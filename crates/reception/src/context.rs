use std::sync::Arc;
use std::sync::atomic::{AtomicU64, Ordering};

use pkgrecv_kernel::clock::{Clock, SystemClock};

use crate::archive::{ArchiveDecoder, ZipArchiveDecoder};
use crate::catalog::Catalog;
use crate::classifier::ContentClassifier;
use crate::collaborators::{
    ContentRegistrar, NoopContentRegistrar, NoopNotificationSink, NoopPostReceiveDispatcher,
    NotificationSink, PostReceiveDispatcher,
};
use crate::duplicate::DuplicateRegistry;
use crate::interceptor::InterceptorChain;
use crate::models::{CorrelationId, ProgressUpdate, TerminalNotice, TransferLogEntry};
use crate::policy::ImportPolicyEngine;
use crate::settings::ReceptionSettings;

/// Everything a reception needs from the surrounding application.
///
/// Built once at startup and shared by every session; collaborators are
/// injected here instead of being looked up globally.
pub struct ReceptionContext {
    pub(crate) settings: ReceptionSettings,
    pub(crate) catalog: Arc<dyn Catalog>,
    pub(crate) decoder: Arc<dyn ArchiveDecoder>,
    pub(crate) notifier: Arc<dyn NotificationSink>,
    pub(crate) registrar: Arc<dyn ContentRegistrar>,
    pub(crate) dispatcher: Arc<dyn PostReceiveDispatcher>,
    pub(crate) interceptors: Arc<InterceptorChain>,
    pub(crate) clock: Arc<dyn Clock>,
    pub(crate) classifier: ContentClassifier,
    next_correlation: AtomicU64,
}

impl ReceptionContext {
    pub fn new(settings: ReceptionSettings, catalog: Arc<dyn Catalog>) -> Self {
        Self {
            settings: settings.normalized(),
            catalog,
            decoder: Arc::new(ZipArchiveDecoder),
            notifier: Arc::new(NoopNotificationSink),
            registrar: Arc::new(NoopContentRegistrar),
            dispatcher: Arc::new(NoopPostReceiveDispatcher),
            interceptors: Arc::new(InterceptorChain::new()),
            clock: Arc::new(SystemClock),
            classifier: ContentClassifier::default(),
            next_correlation: AtomicU64::new(0),
        }
    }

    pub fn with_decoder(mut self, decoder: Arc<dyn ArchiveDecoder>) -> Self {
        self.decoder = decoder;
        self
    }

    pub fn with_notifier(mut self, notifier: Arc<dyn NotificationSink>) -> Self {
        self.notifier = notifier;
        self
    }

    pub fn with_registrar(mut self, registrar: Arc<dyn ContentRegistrar>) -> Self {
        self.registrar = registrar;
        self
    }

    pub fn with_dispatcher(mut self, dispatcher: Arc<dyn PostReceiveDispatcher>) -> Self {
        self.dispatcher = dispatcher;
        self
    }

    pub fn with_interceptors(mut self, interceptors: Arc<InterceptorChain>) -> Self {
        self.interceptors = interceptors;
        self
    }

    pub fn with_clock(mut self, clock: Arc<dyn Clock>) -> Self {
        self.clock = clock;
        self
    }

    pub fn settings(&self) -> &ReceptionSettings {
        &self.settings
    }

    pub fn interceptors(&self) -> &Arc<InterceptorChain> {
        &self.interceptors
    }

    pub fn duplicates(&self) -> DuplicateRegistry {
        DuplicateRegistry::new(self.catalog.clone())
    }

    pub fn policy_engine(&self) -> ImportPolicyEngine<'_> {
        ImportPolicyEngine::new(self)
    }

    pub(crate) fn now_millis(&self) -> i64 {
        self.clock.now_millis()
    }

    pub(crate) fn next_correlation_id(&self) -> CorrelationId {
        CorrelationId(self.next_correlation.fetch_add(1, Ordering::Relaxed) + 1)
    }

    pub(crate) fn post_progress(&self, update: &ProgressUpdate) {
        if let Err(error) = self.notifier.post_progress(update) {
            tracing::warn!(
                event = "notification_progress_failed",
                correlation_id = %update.correlation_id,
                error_code = error.code.as_str(),
                error_detail = %error,
            );
        }
    }

    pub(crate) fn post_terminal(&self, notice: &TerminalNotice) {
        if let Err(error) = self.notifier.post_terminal(notice) {
            tracing::warn!(
                event = "notification_terminal_failed",
                correlation_id = %notice.correlation_id,
                error_code = error.code.as_str(),
                error_detail = %error,
            );
        }
    }

    pub(crate) fn post_attempt_failed(
        &self,
        correlation_id: CorrelationId,
        attempt: u32,
        max_attempts: u32,
        message: &str,
    ) {
        if let Err(error) =
            self.notifier
                .post_attempt_failed(correlation_id, attempt, max_attempts, message)
        {
            tracing::warn!(
                event = "notification_attempt_failed_failed",
                correlation_id = %correlation_id,
                error_code = error.code.as_str(),
                error_detail = %error,
            );
        }
    }

    pub(crate) fn record_transfer(&self, entry: TransferLogEntry) {
        if let Err(error) = self.catalog.insert_transfer_log(entry) {
            tracing::warn!(
                event = "transfer_log_write_failed",
                error_code = error.code.as_str(),
                error_detail = %error,
            );
        }
    }
}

▸ **Work order**:
Only the lines above starting with the one with "pub(crate) fn now_millis(&self)" and going through the one with "pub(crate) fn post_progress(&self, update: &ProgressUpdate)" are to be copied, word for word and with both ends kept.

▸ **Task result**:
    pub(crate) fn now_millis(&self) -> i64 {
        self.clock.now_millis()
    }

    pub(crate) fn next_correlation_id(&self) -> CorrelationId {
        CorrelationId(self.next_correlation.fetch_add(1, Ordering::Relaxed) + 1)
    }

    pub(crate) fn post_progress(&self, update: &ProgressUpdate) {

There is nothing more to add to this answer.